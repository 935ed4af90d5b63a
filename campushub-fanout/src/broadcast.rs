//! Realtime broadcaster
//!
//! Pushes events to every live session in a scope (tenant, room, or single
//! recipient). Best-effort and fire-and-forget: a session whose channel is
//! gone is treated as an implicit disconnect and pruned from the registry,
//! never retried. Durability is the dispatch queue's job, not this one's.

use tracing::{debug, warn};

use campushub_core::models::{RecipientId, RoomId, SessionId, TenantId};

use crate::events::FanoutEvent;
use crate::registry::{ConnectionRegistry, EventSender};

/// Best-effort fan-out over the connection registry
#[derive(Clone)]
pub struct Broadcaster {
    registry: ConnectionRegistry,
}

impl std::fmt::Debug for Broadcaster {
    fn fmt(&self, f: &mut std::fmt::Formatter<'_>) -> std::fmt::Result {
        f.debug_struct("Broadcaster").finish()
    }
}

impl Broadcaster {
    #[must_use]
    pub const fn new(registry: ConnectionRegistry) -> Self {
        Self { registry }
    }

    /// Push an event to every session of a tenant
    ///
    /// Returns the number of sessions the event was handed to. Zero is not
    /// an error — a tenant with nobody online simply misses the live push.
    pub fn push_to_tenant(&self, tenant_id: &TenantId, event: &FanoutEvent) -> usize {
        let room = RoomId::for_tenant(tenant_id);
        self.emit(self.registry.sessions_in_room(&room), event)
    }

    /// Push an event to every session in a room
    pub fn push_to_room(&self, room_id: &RoomId, event: &FanoutEvent) -> usize {
        self.emit(self.registry.sessions_in_room(room_id), event)
    }

    /// Push an event to every session of one recipient
    pub fn push_to_recipient(&self, recipient_id: &RecipientId, event: &FanoutEvent) -> usize {
        self.emit(self.registry.sessions_for(recipient_id), event)
    }

    fn emit(&self, targets: Vec<(SessionId, EventSender)>, event: &FanoutEvent) -> usize {
        let mut sent = 0usize;
        let mut dead = Vec::new();

        for (session_id, sender) in targets {
            match sender.send(event.clone()) {
                Ok(()) => sent += 1,
                Err(_) => {
                    // The receiving side is gone: implicit disconnect
                    warn!(
                        session_id = %session_id,
                        event_type = %event.event_type(),
                        "Session channel closed, pruning"
                    );
                    dead.push(session_id);
                }
            }
        }

        for session_id in dead {
            self.registry.disconnect(&session_id);
        }

        if sent > 0 {
            debug!(
                sent,
                event_type = %event.event_type(),
                "Broadcast complete"
            );
        }

        sent
    }
}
━━━━━━━━━━━━━━━━━━━━
## Task details
Reproduce exactly the entries above, limited to the lines from the one with "recipient_id: &RecipientId, event: &FanoutEvent)" through the one with "let mut dead = Vec::new();", both included.

## Answer space
    pub fn push_to_recipient(&self, recipient_id: &RecipientId, event: &FanoutEvent) -> usize {
        self.emit(self.registry.sessions_for(recipient_id), event)
    }

    fn emit(&self, targets: Vec<(SessionId, EventSender)>, event: &FanoutEvent) -> usize {
        let mut sent = 0usize;
        let mut dead = Vec::new();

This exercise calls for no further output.